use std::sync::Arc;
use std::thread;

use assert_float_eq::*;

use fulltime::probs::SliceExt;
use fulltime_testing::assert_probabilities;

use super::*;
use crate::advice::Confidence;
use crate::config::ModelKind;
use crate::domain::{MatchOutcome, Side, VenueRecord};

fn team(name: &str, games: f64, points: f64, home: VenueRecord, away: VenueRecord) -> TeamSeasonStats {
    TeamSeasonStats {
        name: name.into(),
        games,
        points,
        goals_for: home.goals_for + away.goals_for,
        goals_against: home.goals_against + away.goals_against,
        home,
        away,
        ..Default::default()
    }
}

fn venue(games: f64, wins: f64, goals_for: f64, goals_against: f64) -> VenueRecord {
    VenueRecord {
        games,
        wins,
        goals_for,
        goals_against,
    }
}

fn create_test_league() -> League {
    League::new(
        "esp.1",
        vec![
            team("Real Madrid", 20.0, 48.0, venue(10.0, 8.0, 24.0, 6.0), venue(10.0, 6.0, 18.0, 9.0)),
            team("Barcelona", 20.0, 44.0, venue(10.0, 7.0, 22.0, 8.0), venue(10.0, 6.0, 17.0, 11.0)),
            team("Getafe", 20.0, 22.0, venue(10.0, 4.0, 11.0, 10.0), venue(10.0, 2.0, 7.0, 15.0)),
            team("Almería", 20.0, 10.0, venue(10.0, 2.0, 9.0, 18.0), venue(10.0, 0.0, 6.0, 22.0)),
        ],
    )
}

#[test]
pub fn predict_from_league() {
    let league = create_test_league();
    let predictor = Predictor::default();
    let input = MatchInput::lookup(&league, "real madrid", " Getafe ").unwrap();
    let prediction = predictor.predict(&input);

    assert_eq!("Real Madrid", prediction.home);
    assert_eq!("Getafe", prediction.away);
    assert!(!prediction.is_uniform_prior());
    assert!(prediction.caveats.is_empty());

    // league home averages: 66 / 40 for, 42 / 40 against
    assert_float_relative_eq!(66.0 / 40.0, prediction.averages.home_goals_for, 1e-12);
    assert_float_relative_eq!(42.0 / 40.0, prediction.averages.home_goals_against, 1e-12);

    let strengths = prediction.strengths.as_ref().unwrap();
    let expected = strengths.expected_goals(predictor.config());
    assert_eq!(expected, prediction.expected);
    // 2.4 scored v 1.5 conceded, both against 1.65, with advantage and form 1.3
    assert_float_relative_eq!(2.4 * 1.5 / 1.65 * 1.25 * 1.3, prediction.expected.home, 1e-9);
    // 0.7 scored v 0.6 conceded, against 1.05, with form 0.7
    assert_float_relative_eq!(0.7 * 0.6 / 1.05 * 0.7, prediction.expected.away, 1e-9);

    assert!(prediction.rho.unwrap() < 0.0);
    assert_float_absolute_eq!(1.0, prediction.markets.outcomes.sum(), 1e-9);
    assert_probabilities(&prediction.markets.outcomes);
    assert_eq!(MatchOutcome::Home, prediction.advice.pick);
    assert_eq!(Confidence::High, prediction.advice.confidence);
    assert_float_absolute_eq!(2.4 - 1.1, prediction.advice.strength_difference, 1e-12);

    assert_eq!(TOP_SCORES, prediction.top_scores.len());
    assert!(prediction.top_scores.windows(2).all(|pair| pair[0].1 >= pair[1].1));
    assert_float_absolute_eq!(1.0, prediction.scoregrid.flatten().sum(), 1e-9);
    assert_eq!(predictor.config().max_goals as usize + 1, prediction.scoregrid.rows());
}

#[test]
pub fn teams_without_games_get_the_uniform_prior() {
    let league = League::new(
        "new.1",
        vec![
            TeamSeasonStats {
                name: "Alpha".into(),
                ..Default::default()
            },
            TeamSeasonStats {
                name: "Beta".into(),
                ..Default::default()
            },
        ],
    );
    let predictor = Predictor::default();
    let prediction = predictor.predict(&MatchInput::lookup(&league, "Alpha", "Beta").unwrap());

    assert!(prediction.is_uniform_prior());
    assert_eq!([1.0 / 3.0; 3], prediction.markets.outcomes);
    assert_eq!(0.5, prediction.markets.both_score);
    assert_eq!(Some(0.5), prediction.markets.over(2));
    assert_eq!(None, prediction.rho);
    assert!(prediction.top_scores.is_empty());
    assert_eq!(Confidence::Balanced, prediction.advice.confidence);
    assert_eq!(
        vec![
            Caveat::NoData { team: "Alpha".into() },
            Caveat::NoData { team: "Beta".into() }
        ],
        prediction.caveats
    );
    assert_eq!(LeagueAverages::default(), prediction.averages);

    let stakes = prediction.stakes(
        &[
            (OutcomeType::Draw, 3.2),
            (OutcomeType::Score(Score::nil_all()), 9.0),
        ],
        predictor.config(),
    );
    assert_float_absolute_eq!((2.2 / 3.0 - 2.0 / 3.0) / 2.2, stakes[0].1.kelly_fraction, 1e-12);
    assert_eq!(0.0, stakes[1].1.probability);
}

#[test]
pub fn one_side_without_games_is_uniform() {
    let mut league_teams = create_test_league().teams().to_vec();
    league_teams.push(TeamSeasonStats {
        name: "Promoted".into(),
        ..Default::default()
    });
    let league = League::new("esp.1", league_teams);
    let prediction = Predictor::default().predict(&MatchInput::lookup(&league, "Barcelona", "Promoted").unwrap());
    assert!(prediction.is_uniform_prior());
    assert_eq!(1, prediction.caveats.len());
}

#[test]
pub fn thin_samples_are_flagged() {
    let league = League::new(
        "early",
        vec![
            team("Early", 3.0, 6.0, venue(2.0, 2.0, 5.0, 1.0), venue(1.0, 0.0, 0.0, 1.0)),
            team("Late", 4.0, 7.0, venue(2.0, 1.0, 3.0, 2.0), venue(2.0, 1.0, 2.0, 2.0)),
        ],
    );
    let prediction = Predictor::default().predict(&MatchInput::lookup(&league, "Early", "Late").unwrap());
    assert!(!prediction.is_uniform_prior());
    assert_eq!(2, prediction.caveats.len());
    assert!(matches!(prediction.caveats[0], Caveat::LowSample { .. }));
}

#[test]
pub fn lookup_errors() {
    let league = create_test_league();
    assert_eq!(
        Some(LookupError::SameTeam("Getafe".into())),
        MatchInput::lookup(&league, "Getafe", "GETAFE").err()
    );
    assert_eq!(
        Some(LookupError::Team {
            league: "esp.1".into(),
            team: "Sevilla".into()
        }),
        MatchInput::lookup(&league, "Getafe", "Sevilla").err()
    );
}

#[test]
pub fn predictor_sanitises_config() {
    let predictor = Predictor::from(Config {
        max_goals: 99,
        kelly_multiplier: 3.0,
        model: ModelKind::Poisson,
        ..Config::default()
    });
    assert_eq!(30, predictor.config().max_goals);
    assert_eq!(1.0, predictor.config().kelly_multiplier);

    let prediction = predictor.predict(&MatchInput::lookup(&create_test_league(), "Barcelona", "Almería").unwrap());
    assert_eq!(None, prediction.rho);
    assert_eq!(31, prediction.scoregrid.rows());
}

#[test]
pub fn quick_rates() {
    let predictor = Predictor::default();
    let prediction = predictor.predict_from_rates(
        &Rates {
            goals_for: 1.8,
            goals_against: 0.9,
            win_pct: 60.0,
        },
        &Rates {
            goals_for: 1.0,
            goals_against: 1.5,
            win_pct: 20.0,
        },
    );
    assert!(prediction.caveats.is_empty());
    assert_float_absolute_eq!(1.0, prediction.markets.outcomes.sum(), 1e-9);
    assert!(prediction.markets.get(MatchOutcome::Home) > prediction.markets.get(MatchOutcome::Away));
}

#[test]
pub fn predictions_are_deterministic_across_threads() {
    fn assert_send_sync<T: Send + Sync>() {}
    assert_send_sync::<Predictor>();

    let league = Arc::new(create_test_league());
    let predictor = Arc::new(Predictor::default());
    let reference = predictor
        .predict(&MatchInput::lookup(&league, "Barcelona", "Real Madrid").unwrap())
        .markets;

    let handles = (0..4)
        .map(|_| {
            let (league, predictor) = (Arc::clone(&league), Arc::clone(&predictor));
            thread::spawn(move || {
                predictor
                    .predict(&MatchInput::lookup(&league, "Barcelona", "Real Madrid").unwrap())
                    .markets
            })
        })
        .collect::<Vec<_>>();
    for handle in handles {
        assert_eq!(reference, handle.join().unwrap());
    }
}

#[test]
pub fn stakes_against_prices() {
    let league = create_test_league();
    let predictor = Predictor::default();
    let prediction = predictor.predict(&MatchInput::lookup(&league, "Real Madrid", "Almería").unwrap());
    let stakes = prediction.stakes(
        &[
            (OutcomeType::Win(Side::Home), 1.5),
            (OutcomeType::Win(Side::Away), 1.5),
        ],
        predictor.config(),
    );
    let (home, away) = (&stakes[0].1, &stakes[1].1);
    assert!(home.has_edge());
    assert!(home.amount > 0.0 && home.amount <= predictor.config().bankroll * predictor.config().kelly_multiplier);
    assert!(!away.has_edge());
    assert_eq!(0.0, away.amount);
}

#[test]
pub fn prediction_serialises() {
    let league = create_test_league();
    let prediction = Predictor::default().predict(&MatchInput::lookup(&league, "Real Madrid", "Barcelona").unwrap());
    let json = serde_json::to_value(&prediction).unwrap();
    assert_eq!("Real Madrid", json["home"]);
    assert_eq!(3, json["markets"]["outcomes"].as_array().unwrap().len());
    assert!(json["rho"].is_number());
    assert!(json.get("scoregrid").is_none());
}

## TRY IT
Filter the records down to the lines that contain the string "json", and copy those lines.

## SOLUTION BELOW
    let json = serde_json::to_value(&prediction).unwrap();
    assert_eq!("Real Madrid", json["home"]);
    assert_eq!(3, json["markets"]["outcomes"].as_array().unwrap().len());
    assert!(json["rho"].is_number());
    assert!(json.get("scoregrid").is_none());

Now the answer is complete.